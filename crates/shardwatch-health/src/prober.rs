//! Bounded-concurrency reachability prober.
//!
//! Periodic probes go through the result cache and a semaphore of
//! `concurrency` permits. On-demand checks skip both the cache read and
//! the semaphore, so a busy cycle never delays an API caller, but they
//! still refresh the cache with what they find when the peer's slot is free.

use std::collections::HashMap;
use std::sync::Arc;
use std::sync::atomic::{AtomicU64, Ordering};
use std::time::Duration;

use tokio::sync::Semaphore;
use tokio::task::JoinSet;
use tracing::{debug, info, warn};

use shardwatch_core::{MonitorConfig, Multiaddr, PeerId};
use shardwatch_state::ReachabilityResult;

use crate::cache::ReachabilityCache;
use crate::dial::{DialMode, dial_probe};

#[derive(Debug, Clone)]
pub struct ProberConfig {
    /// Per-address dial timeout.
    pub timeout: Duration,
    /// Hard limit for [`Prober::check_now`].
    pub on_demand_timeout: Duration,
    /// How long a cached result is reused.
    pub ttl: Duration,
    /// Maximum dials in flight for periodic probing.
    pub concurrency: usize,
    pub mode: DialMode,
}

impl Default for ProberConfig {
    fn default() -> Self {
        Self {
            timeout: Duration::from_secs(5),
            on_demand_timeout: Duration::from_secs(10),
            ttl: Duration::from_secs(5 * 60),
            concurrency: 64,
            mode: DialMode::Multistream,
        }
    }
}

impl From<&MonitorConfig> for ProberConfig {
    fn from(config: &MonitorConfig) -> Self {
        Self {
            timeout: config.probe_timeout,
            on_demand_timeout: config.on_demand_timeout,
            ttl: config.reachability_ttl,
            concurrency: config.probe_concurrency.max(1),
            mode: if config.probe_handshake {
                DialMode::Multistream
            } else {
                DialMode::TcpConnect
            },
        }
    }
}

struct Inner {
    config: ProberConfig,
    cache: ReachabilityCache,
    permits: Semaphore,
    dials: AtomicU64,
}

/// Cheaply cloneable; clones share the cache and the semaphore.
#[derive(Clone)]
pub struct Prober {
    inner: Arc<Inner>,
}

impl std::fmt::Debug for Prober {
    fn fmt(&self, f: &mut std::fmt::Formatter<'_>) -> std::fmt::Result {
        f.debug_struct("Prober")
            .field("config", &self.inner.config)
            .field("cache", &self.inner.cache)
            .finish()
    }
}

impl Prober {
    pub fn new(config: ProberConfig) -> Self {
        let concurrency = config.concurrency.max(1);
        Self {
            inner: Arc::new(Inner {
                cache: ReachabilityCache::new(config.ttl),
                permits: Semaphore::new(concurrency),
                dials: AtomicU64::new(0),
                config,
            }),
        }
    }

    pub fn config(&self) -> &ProberConfig {
        &self.inner.config
    }

    pub fn cache(&self) -> &ReachabilityCache {
        &self.inner.cache
    }

    /// Dials issued since creation.
    pub fn dial_count(&self) -> u64 {
        self.inner.dials.load(Ordering::Relaxed)
    }

    /// Probe one peer, reusing a fresh cached result when `use_cache` is set.
    pub async fn probe(
        &self,
        peer: &PeerId,
        addrs: &[Multiaddr],
        use_cache: bool,
    ) -> ReachabilityResult {
        let inner = &self.inner;
        inner
            .cache
            .fetch_or_probe(peer, use_cache, || async {
                // The semaphore is never closed.
                let _permit = inner.permits.acquire().await.ok();
                inner.dials.fetch_add(1, Ordering::Relaxed);
                dial_probe(peer, addrs, inner.config.timeout, inner.config.mode).await
            })
            .await
    }

    /// Fresh, uncached probe bounded by `on_demand_timeout`.
    ///
    /// A check that runs out of time reports the peer as unreachable. The
    /// dial runs outside the peer's cache slot: the result replaces the
    /// cached one only if no periodic probe of the same peer holds it.
    pub async fn check_now(&self, peer: &PeerId, addrs: &[Multiaddr]) -> ReachabilityResult {
        let inner = &self.inner;
        let deadline = inner.config.on_demand_timeout;
        let per_address = inner.config.timeout.min(deadline);

        inner.dials.fetch_add(1, Ordering::Relaxed);
        let dial = dial_probe(peer, addrs, per_address, inner.config.mode);
        let result = match tokio::time::timeout(deadline, dial).await {
            Ok(result) => result,
            Err(_) => {
                debug!(%peer, ?deadline, "on-demand check timed out");
                ReachabilityResult::unreachable(*peer, "timed out")
            }
        };

        if !inner.cache.try_insert(result.clone()) {
            debug!(%peer, "periodic probe in flight, on-demand result not cached");
        }
        result
    }

    /// Probe many peers concurrently, at most `concurrency` dials at once.
    ///
    /// Repeated peers are probed once with the union of their addresses.
    pub async fn probe_many(
        &self,
        targets: Vec<(PeerId, Vec<Multiaddr>)>,
    ) -> HashMap<PeerId, ReachabilityResult> {
        let mut merged: HashMap<PeerId, Vec<Multiaddr>> = HashMap::new();
        for (peer, addrs) in targets {
            let known = merged.entry(peer).or_default();
            for addr in addrs {
                if !known.contains(&addr) {
                    known.push(addr);
                }
            }
        }

        let total = merged.len();
        let dials_before = self.dial_count();
        let mut tasks = JoinSet::new();
        for (peer, addrs) in merged {
            let prober = self.clone();
            tasks.spawn(async move {
                let result = prober.probe(&peer, &addrs, true).await;
                (peer, result)
            });
        }

        let mut results = HashMap::with_capacity(total);
        while let Some(joined) = tasks.join_next().await {
            match joined {
                Ok((peer, result)) => {
                    results.insert(peer, result);
                }
                Err(e) => warn!(error = %e, "probe task failed"),
            }
        }

        let reachable = results.values().filter(|r| r.is_reachable()).count();
        info!(
            peers = total,
            reachable,
            dials = self.dial_count() - dials_before,
            "probe round complete"
        );
        results
    }
}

────────

Go through the material line by line. Show each line that contains the string "HashMap".

use std::collections::HashMap;
    ) -> HashMap<PeerId, ReachabilityResult> {
        let mut merged: HashMap<PeerId, Vec<Multiaddr>> = HashMap::new();
        let mut results = HashMap::with_capacity(total);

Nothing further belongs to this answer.